▸ Exercise objective:
Your task is to filter the data below down to the lines holding "backend".

▸ Data under study:
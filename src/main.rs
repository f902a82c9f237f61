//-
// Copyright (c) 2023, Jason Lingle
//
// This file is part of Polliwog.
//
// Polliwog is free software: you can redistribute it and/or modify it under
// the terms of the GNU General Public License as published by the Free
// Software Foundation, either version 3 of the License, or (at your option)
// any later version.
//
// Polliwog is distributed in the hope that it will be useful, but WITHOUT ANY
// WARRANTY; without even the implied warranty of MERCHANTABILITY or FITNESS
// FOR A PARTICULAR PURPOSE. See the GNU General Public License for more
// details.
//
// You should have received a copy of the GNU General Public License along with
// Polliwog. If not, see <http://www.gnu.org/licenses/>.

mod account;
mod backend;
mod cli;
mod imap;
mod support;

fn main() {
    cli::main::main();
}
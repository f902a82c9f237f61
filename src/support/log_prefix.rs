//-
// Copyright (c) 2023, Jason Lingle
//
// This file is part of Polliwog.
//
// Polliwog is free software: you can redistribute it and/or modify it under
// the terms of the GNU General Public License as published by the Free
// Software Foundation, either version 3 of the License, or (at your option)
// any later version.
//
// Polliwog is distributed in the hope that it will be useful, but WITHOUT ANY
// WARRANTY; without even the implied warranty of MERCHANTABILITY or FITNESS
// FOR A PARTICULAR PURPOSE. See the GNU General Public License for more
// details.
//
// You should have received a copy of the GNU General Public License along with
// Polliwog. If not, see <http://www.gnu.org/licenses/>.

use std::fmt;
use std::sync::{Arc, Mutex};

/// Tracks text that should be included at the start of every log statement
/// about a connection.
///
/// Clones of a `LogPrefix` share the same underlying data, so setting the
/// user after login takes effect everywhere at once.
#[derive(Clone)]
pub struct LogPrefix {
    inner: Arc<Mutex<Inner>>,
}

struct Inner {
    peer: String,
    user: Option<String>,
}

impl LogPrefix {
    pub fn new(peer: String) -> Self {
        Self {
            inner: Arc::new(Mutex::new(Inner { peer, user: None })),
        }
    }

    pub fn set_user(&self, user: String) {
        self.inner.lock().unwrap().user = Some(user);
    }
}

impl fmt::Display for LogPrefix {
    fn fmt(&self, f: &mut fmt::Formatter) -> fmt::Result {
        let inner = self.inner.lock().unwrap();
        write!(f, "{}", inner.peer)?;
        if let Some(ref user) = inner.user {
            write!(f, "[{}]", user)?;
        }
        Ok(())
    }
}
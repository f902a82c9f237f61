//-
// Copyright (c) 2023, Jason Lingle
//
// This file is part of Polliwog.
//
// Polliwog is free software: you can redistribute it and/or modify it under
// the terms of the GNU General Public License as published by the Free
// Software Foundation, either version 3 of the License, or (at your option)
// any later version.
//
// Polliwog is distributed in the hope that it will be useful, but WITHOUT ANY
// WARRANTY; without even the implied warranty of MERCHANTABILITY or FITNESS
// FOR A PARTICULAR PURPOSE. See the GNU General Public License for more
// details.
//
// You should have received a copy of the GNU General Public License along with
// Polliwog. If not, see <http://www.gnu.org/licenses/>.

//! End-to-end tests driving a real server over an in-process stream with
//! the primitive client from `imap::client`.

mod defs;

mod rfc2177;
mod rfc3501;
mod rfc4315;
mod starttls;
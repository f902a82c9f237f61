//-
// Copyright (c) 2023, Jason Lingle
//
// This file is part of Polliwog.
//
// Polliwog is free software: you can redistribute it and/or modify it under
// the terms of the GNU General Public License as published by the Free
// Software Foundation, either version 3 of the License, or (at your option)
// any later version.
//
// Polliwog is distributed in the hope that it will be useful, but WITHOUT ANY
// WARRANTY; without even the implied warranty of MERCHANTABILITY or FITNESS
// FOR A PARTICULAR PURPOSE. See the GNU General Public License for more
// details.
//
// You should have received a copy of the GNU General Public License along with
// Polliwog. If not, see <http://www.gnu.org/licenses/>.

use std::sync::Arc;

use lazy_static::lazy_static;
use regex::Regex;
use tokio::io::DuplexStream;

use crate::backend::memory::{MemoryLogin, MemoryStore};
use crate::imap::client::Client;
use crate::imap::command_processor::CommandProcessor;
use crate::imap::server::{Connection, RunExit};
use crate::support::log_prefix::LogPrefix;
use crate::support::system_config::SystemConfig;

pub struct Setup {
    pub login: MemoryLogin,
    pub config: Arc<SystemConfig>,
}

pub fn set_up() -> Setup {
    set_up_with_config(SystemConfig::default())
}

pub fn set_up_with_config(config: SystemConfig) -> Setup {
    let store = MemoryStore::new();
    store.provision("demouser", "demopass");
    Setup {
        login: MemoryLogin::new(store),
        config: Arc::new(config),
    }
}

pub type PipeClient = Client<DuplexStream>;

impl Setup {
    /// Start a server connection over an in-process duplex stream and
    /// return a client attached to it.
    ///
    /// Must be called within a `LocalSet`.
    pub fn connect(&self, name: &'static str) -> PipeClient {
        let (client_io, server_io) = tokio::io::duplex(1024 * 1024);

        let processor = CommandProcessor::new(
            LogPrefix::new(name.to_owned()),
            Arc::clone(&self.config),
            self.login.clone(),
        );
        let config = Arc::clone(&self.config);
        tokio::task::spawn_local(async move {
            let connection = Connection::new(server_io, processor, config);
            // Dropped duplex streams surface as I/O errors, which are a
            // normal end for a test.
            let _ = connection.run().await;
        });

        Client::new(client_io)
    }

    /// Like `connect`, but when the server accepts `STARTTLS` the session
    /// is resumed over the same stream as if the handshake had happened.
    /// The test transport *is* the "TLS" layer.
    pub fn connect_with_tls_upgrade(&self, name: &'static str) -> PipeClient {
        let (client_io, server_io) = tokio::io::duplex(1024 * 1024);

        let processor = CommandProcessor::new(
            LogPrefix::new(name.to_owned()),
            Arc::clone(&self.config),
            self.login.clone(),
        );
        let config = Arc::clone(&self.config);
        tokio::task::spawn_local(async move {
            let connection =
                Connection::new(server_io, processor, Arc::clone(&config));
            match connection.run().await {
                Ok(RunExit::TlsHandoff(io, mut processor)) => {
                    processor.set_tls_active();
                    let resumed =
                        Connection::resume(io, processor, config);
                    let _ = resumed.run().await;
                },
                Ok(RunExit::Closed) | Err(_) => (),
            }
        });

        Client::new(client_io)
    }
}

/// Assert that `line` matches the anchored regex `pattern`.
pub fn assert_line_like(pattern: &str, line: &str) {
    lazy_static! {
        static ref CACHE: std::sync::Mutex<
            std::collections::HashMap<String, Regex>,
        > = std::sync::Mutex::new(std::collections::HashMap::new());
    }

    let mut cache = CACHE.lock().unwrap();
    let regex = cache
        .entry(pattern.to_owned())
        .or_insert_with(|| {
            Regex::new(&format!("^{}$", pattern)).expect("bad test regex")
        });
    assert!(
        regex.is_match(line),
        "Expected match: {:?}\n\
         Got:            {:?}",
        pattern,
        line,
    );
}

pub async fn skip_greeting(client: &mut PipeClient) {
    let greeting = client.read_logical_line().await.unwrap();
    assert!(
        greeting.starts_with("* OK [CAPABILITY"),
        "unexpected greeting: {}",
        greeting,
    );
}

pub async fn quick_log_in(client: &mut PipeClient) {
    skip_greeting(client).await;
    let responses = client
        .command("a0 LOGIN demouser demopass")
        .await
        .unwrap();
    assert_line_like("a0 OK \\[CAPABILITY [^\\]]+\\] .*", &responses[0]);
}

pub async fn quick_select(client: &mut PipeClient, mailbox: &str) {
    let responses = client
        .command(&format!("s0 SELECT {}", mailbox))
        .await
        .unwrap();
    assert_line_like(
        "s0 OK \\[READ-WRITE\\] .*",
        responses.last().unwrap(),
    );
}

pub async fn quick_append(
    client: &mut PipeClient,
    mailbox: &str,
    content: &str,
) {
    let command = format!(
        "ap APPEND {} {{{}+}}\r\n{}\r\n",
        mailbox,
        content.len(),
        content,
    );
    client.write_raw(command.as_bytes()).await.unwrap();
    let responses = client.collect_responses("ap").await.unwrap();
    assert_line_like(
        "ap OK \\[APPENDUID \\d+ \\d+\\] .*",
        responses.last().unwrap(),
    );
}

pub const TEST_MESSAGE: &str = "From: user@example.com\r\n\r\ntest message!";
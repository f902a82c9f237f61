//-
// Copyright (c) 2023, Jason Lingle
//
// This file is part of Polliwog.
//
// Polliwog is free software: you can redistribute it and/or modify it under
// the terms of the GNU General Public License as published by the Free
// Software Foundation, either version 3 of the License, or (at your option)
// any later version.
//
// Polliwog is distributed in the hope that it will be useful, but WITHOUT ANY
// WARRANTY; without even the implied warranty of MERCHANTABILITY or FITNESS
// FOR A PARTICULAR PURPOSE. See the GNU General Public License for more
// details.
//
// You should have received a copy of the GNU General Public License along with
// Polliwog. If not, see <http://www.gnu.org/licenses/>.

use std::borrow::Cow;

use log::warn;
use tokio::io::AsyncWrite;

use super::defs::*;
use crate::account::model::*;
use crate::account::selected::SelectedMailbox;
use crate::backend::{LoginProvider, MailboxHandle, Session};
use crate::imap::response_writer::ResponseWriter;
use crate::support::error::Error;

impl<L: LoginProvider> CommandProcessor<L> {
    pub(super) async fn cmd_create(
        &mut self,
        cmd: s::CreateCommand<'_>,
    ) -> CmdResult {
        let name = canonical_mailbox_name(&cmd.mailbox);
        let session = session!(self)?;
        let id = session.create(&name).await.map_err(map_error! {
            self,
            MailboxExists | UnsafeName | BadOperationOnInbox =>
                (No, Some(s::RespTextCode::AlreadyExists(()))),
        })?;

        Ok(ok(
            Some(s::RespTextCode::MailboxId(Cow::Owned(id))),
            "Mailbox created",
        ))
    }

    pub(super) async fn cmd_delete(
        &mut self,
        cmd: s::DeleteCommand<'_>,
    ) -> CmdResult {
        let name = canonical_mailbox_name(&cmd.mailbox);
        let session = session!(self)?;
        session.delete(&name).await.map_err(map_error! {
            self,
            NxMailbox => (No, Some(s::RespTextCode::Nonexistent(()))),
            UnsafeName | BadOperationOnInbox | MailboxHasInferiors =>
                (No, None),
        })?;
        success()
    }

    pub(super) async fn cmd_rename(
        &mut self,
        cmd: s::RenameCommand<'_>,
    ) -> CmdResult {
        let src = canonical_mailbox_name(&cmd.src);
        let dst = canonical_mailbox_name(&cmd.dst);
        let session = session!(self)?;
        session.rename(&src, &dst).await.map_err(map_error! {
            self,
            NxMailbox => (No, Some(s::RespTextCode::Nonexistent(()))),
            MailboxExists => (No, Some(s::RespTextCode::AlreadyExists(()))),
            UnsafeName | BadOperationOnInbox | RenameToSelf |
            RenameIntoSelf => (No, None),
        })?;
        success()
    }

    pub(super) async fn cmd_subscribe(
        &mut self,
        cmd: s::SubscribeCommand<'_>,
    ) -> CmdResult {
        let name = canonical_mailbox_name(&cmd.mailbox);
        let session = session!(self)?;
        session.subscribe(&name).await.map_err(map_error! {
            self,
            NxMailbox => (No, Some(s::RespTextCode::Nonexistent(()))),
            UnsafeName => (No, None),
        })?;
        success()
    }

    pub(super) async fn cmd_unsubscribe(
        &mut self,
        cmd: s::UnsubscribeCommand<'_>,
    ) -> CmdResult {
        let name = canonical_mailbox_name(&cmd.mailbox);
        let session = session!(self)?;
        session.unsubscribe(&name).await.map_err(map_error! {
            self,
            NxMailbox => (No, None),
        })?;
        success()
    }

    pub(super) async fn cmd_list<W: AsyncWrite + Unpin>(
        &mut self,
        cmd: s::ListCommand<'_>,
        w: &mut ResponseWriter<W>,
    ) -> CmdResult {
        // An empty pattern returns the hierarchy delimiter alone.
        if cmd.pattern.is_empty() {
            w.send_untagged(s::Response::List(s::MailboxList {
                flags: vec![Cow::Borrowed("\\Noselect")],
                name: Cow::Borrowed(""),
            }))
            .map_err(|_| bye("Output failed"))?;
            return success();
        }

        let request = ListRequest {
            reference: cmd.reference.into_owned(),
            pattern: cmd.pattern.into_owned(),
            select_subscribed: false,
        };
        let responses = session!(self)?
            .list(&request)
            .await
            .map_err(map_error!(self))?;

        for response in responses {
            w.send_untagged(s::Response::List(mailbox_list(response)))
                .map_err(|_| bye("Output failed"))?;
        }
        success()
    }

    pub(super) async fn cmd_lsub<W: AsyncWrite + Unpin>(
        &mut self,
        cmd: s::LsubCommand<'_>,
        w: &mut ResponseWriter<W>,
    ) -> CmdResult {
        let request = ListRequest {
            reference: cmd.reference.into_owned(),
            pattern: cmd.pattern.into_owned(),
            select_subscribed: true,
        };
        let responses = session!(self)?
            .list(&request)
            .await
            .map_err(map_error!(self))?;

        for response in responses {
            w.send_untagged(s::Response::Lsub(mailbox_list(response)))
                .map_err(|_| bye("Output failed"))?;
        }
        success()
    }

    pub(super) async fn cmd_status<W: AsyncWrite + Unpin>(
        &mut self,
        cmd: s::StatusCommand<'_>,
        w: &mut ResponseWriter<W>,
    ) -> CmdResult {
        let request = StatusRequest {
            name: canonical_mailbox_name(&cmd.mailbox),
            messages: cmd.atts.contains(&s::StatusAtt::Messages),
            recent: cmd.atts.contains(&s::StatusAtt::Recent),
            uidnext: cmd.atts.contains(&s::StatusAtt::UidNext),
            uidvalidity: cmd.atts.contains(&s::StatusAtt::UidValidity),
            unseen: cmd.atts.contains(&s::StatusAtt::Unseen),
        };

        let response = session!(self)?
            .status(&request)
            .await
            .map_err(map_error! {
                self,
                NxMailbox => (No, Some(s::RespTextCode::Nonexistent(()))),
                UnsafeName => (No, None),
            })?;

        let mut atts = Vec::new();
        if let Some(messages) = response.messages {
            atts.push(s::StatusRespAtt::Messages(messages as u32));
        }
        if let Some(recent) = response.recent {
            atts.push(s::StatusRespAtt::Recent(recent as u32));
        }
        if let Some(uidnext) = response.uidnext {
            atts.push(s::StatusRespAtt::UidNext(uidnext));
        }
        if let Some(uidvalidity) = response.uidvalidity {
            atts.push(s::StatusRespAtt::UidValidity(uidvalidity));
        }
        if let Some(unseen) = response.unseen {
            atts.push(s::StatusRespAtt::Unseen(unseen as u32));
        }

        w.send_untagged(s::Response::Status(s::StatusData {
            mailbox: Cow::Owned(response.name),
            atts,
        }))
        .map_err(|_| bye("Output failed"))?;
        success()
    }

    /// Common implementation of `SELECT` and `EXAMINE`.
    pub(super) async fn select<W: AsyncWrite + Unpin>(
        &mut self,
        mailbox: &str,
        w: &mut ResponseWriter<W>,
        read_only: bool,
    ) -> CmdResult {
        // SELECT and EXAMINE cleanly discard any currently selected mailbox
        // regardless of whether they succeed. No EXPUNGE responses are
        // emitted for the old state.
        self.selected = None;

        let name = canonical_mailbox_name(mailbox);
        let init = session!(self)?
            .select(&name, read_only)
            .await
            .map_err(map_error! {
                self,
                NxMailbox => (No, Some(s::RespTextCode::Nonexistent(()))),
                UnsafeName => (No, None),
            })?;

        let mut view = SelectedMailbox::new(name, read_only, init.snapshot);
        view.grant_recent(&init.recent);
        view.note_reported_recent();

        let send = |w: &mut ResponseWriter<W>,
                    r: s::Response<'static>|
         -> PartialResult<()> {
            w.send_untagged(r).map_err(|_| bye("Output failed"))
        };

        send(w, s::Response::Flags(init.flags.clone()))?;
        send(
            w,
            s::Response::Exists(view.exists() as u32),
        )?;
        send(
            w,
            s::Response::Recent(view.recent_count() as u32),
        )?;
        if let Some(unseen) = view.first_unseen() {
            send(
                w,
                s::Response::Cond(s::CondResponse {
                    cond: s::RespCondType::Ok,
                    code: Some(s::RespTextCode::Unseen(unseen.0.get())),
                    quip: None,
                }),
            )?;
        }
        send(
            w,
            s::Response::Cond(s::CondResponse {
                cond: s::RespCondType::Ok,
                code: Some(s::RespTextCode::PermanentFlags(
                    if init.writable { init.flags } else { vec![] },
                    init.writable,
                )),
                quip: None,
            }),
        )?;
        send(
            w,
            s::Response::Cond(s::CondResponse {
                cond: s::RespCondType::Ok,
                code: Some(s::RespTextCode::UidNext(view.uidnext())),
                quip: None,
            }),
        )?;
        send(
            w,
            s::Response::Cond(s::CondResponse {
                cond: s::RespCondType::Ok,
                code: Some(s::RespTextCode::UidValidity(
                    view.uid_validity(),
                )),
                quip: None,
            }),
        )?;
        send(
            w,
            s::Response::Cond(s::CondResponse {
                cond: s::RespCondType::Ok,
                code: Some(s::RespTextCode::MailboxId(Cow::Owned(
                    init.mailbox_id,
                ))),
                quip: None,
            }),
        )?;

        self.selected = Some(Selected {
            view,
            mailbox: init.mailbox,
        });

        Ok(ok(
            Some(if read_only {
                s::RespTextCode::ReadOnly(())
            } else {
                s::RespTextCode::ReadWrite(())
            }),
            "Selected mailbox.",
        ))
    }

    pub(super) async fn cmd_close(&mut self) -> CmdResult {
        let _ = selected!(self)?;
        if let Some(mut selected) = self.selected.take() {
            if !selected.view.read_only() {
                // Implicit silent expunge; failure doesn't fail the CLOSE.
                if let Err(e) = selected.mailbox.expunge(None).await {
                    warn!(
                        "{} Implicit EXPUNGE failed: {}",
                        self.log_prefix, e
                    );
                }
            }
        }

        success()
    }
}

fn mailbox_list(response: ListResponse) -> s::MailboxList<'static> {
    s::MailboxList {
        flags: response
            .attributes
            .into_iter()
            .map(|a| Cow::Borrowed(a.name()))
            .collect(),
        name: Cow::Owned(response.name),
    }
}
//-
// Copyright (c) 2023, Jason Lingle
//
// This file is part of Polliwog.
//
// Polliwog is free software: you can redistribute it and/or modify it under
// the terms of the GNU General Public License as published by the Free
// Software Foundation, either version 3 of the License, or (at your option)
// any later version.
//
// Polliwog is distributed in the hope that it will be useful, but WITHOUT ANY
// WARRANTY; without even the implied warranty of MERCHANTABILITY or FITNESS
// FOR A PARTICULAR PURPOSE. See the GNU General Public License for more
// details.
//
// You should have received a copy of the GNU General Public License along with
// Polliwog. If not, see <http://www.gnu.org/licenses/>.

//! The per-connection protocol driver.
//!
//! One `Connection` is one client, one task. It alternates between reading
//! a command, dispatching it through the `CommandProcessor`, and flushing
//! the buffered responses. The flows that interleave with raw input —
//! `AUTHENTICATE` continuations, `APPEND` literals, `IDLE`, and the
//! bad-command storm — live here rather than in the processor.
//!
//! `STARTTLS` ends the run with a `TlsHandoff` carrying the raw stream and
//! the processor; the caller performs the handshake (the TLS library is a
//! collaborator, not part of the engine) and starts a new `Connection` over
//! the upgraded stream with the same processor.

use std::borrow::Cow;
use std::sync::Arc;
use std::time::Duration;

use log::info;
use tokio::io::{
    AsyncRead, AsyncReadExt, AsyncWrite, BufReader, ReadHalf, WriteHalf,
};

▸ Exercise response:
mod backend;
use crate::backend::memory::{MemoryLogin, MemoryStore};
use crate::backend::{LoginProvider, MailboxHandle, Session};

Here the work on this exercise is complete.